Instructions for the task:
Instruction for the entries that follow: retype exactly the lines from the line with "inside the bounds" to the line with "match (l.is_finite(), h.is_finite())", both included, and omit all others.

(Saved data entries)

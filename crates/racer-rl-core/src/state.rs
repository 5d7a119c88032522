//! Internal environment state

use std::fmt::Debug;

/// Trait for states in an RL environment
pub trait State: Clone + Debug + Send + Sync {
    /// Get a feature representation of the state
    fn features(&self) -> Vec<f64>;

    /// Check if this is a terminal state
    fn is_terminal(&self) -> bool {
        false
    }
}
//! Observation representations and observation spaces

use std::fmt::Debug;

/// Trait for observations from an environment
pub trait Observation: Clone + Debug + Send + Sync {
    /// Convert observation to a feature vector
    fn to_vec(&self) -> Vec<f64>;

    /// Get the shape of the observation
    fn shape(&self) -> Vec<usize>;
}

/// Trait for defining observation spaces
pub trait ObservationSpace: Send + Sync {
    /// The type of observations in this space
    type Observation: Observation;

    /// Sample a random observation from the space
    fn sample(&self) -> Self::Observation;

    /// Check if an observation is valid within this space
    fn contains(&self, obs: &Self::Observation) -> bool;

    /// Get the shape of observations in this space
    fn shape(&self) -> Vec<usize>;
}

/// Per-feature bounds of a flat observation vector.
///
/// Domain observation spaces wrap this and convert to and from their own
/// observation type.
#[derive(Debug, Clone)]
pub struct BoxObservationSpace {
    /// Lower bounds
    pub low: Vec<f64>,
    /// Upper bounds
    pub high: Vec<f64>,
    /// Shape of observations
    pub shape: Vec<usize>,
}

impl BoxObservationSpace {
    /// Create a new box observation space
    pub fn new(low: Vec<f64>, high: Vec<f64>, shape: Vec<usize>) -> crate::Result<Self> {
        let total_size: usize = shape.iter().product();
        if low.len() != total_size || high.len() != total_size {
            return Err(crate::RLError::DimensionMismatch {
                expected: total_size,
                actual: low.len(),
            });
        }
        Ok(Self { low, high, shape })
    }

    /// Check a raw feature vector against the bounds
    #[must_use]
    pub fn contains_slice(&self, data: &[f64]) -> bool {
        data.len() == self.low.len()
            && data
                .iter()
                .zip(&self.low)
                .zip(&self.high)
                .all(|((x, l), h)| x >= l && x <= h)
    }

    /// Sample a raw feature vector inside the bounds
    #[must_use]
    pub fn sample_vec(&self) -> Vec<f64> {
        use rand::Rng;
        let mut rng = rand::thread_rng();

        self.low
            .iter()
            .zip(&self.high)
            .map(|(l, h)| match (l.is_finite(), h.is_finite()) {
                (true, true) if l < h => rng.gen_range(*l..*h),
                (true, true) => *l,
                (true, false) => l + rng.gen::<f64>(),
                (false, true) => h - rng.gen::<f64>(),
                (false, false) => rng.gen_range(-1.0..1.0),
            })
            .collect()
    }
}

Task answer:
    /// Sample a raw feature vector inside the bounds
    #[must_use]
    pub fn sample_vec(&self) -> Vec<f64> {
        use rand::Rng;
        let mut rng = rand::thread_rng();

        self.low
            .iter()
            .zip(&self.high)
            .map(|(l, h)| match (l.is_finite(), h.is_finite()) {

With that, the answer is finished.